§ **Exercise details**
Exactly reproduce the data from its first line through the line with "impl NotificationSink for", leaving out every line after it.

§ **Listed records**
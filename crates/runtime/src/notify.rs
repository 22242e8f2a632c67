//! Notification sink backed by `tracing`.

use stamina_core::{AdjustmentEvent, MOD_NAME, NotificationLevel, NotificationSink, Tint};

/// Forwards adjustment notifications to the active `tracing` subscriber.
///
/// Per-field changes go to `debug`, cyan highlights to `info` and red
/// highlights to `warn`. The colour travels as the `tint` field.
#[derive(Clone, Copy, Debug, Default)]
pub struct TracingSink;

impl NotificationSink for TracingSink {
    fn notify(&mut self, event: AdjustmentEvent) {
        match event.level() {
            NotificationLevel::Debug => {
                tracing::debug!(target: "custom_stamina", module = MOD_NAME, "{}", event);
            }
            NotificationLevel::Highlight(tint @ Tint::Cyan) => {
                tracing::info!(target: "custom_stamina", tint = %tint, "{}", event);
            }
            NotificationLevel::Highlight(tint @ Tint::Red) => {
                tracing::warn!(target: "custom_stamina", tint = %tint, "{}", event);
            }
        }
    }
}
//! Scalar values stored in a stamina table.

use core::fmt;

/// A single stamina field value.
///
/// The host table mixes floating point parameters (drain rates, capacities)
/// with boolean switches (exhaustion side effects).
#[derive(Clone, Copy, Debug, PartialEq)]
#[cfg_attr(feature = "serde", derive(serde::Serialize, serde::Deserialize))]
#[cfg_attr(feature = "serde", serde(untagged))]
pub enum FieldValue {
    Flag(bool),
    Float(f64),
}

impl FieldValue {
    /// Returns the kind of this value.
    pub const fn kind(&self) -> ValueKind {
        match self {
            Self::Float(_) => ValueKind::Float,
            Self::Flag(_) => ValueKind::Flag,
        }
    }

    pub const fn as_float(&self) -> Option<f64> {
        match self {
            Self::Float(value) => Some(*value),
            Self::Flag(_) => None,
        }
    }

    pub const fn as_flag(&self) -> Option<bool> {
        match self {
            Self::Flag(value) => Some(*value),
            Self::Float(_) => None,
        }
    }
}

impl From<f64> for FieldValue {
    fn from(value: f64) -> Self {
        Self::Float(value)
    }
}

impl From<bool> for FieldValue {
    fn from(value: bool) -> Self {
        Self::Flag(value)
    }
}

impl fmt::Display for FieldValue {
    fn fmt(&self, f: &mut fmt::Formatter<'_>) -> fmt::Result {
        match self {
            Self::Float(value) => write!(f, "{value}"),
            Self::Flag(value) => write!(f, "{value}"),
        }
    }
}

/// Semantic type of a stamina field.
#[derive(
    Clone, Copy, Debug, PartialEq, Eq, Hash, strum::Display, strum::EnumString, strum::AsRefStr,
)]
#[strum(serialize_all = "snake_case", ascii_case_insensitive)]
pub enum ValueKind {
    /// Floating point parameter.
    Float,
    /// Boolean switch.
    Flag,
}
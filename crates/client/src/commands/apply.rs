//! Run the mod against a globals document on disk.

use std::path::PathBuf;

use anyhow::{Result, bail};
use clap::Parser;
use console::style;
use stamina_content::{GlobalsDocument, STAMINA_POINTER};
use stamina_core::{AdjustmentReport, AdjustmentStatus, SkipReason};
use stamina_runtime::{
    ActivationOutcome, CustomStamina, DatabaseServer, PostDbLoadMod, PostDbLoadModAsync,
};

use crate::config::CliConfig;

/// Adjust the stamina table of a host globals document
#[derive(Parser, Debug)]
pub struct Apply {
    /// Host globals JSON document
    #[arg(long)]
    pub globals: PathBuf,

    /// Mod configuration, JSON or TOML (default: $STAMINA_CONFIG_PATH or config/config.json)
    #[arg(long)]
    pub config: Option<PathBuf>,

    /// Write the adjusted document here instead of overwriting --globals
    #[arg(short, long)]
    pub output: Option<PathBuf>,

    /// JSON pointer of the stamina table inside the document
    #[arg(long, default_value = STAMINA_POINTER)]
    pub pointer: String,

    /// Drive the mod through the synchronous host contract
    #[arg(long)]
    pub sync: bool,

    /// Run the pass but do not write anything
    #[arg(long)]
    pub dry_run: bool,
}

impl Apply {
    pub async fn execute(self, config: &CliConfig) -> Result<()> {
        let config_path = self.config.unwrap_or_else(|| config.config_path.clone());
        tracing::info!("Config: {}", config_path.display());
        tracing::info!("Globals: {}", self.globals.display());

        let globals = GlobalsDocument::load_async(&self.globals)
            .await?
            .with_pointer(self.pointer);
        let mut server = DatabaseServer::new(globals);
        let custom_stamina = CustomStamina::from_file(config_path);

        let outcome = if self.sync {
            custom_stamina.post_db_load(&mut server)?
        } else {
            custom_stamina.post_db_load_async(&mut server).await?
        };

        let report = match outcome {
            ActivationOutcome::Completed(report) => report,
            ActivationOutcome::ConfigRejected { reason } => {
                bail!("Configuration rejected: {reason}")
            }
        };
        print_report(&report);

        if report.is_disabled() || report.written == 0 {
            return Ok(());
        }
        if self.dry_run {
            println!("{}", style("Dry run, nothing written").dim());
            return Ok(());
        }

        let output = self.output.unwrap_or(self.globals);
        server.globals().save(&output)?;
        println!(
            "{} Wrote {}",
            style("✓").green().bold(),
            style(output.display()).cyan()
        );
        Ok(())
    }
}

fn print_report(report: &AdjustmentReport) {
    match report.status {
        AdjustmentStatus::Disabled => {
            println!("{} Mod disabled, table untouched", style("✗").red().bold());
        }
        AdjustmentStatus::Applied(method) => {
            println!(
                "{} {}: {} written, {} changed",
                style("✓").green().bold(),
                style(method).cyan(),
                report.written,
                report.changed
            );
        }
    }

    for skipped in &report.skipped {
        match &skipped.reason {
            SkipReason::NotAdjusted => {}
            SkipReason::Missing => {
                tracing::warn!("{} is missing from the stamina table", skipped.field);
            }
            SkipReason::Rejected(err) => tracing::warn!("{}", err),
        }
    }
}
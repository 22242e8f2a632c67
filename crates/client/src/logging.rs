//! Logging setup: stderr always, plus an optional log file.

use std::path::PathBuf;

use anyhow::Result;
use tracing_appender::non_blocking::WorkerGuard;
use tracing_subscriber::EnvFilter;
use tracing_subscriber::filter::LevelFilter;
use tracing_subscriber::layer::SubscriberExt;
use tracing_subscriber::util::SubscriberInitExt;

use crate::config::CliConfig;

const LOG_FILE: &str = "custom-stamina.log";

/// Installs the global subscriber.
///
/// The returned guard flushes the file writer on drop and must be held until
/// the program exits.
pub fn setup_logging(config: &CliConfig) -> Result<Option<WorkerGuard>> {
    let env_filter = EnvFilter::builder()
        .with_default_directive(LevelFilter::INFO.into())
        .from_env_lossy();

    let stderr_layer = tracing_subscriber::fmt::layer()
        .with_writer(std::io::stderr)
        .with_target(false);

    let log_dir = config
        .log_to_file
        .then(|| config.log_dir.clone().unwrap_or_else(log_directory));

    let (file_layer, guard) = if let Some(log_dir) = &log_dir {
        std::fs::create_dir_all(log_dir)?;

        let file_appender = tracing_appender::rolling::never(log_dir, LOG_FILE);
        let (non_blocking_file, guard) = tracing_appender::non_blocking(file_appender);
        let layer = tracing_subscriber::fmt::layer()
            .with_writer(non_blocking_file)
            .with_ansi(false);
        (Some(layer), Some(guard))
    } else {
        (None, None)
    };

    tracing_subscriber::registry()
        .with(env_filter)
        .with(stderr_layer)
        .with(file_layer)
        .init();

    if let Some(log_dir) = &log_dir {
        tracing::debug!("Log file: {}", log_dir.join(LOG_FILE).display());
    }

    Ok(guard)
}

/// Platform-specific log directory.
///
/// - Linux: `~/.cache/custom-stamina/logs`
/// - macOS: `~/Library/Caches/custom-stamina/logs`
/// - Windows: `%LOCALAPPDATA%\custom-stamina\logs`
fn log_directory() -> PathBuf {
    directories::ProjectDirs::from("", "", "custom-stamina")
        .map(|dirs| dirs.cache_dir().to_path_buf())
        .unwrap_or_else(|| std::env::temp_dir().join("custom-stamina"))
        .join("logs")
}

§ **Result**
filename crates/runtime/src/notify.rs
repository 22242e8f2a632c67
//! Notification sink backed by `tracing`.

use stamina_core::{AdjustmentEvent, MOD_NAME, NotificationLevel, NotificationSink, Tint};

/// Forwards adjustment notifications to the active `tracing` subscriber.
///
/// Per-field changes go to `debug`, cyan highlights to `info` and red
/// highlights to `warn`. The colour travels as the `tint` field.
#[derive(Clone, Copy, Debug, Default)]
pub struct TracingSink;

impl NotificationSink for TracingSink {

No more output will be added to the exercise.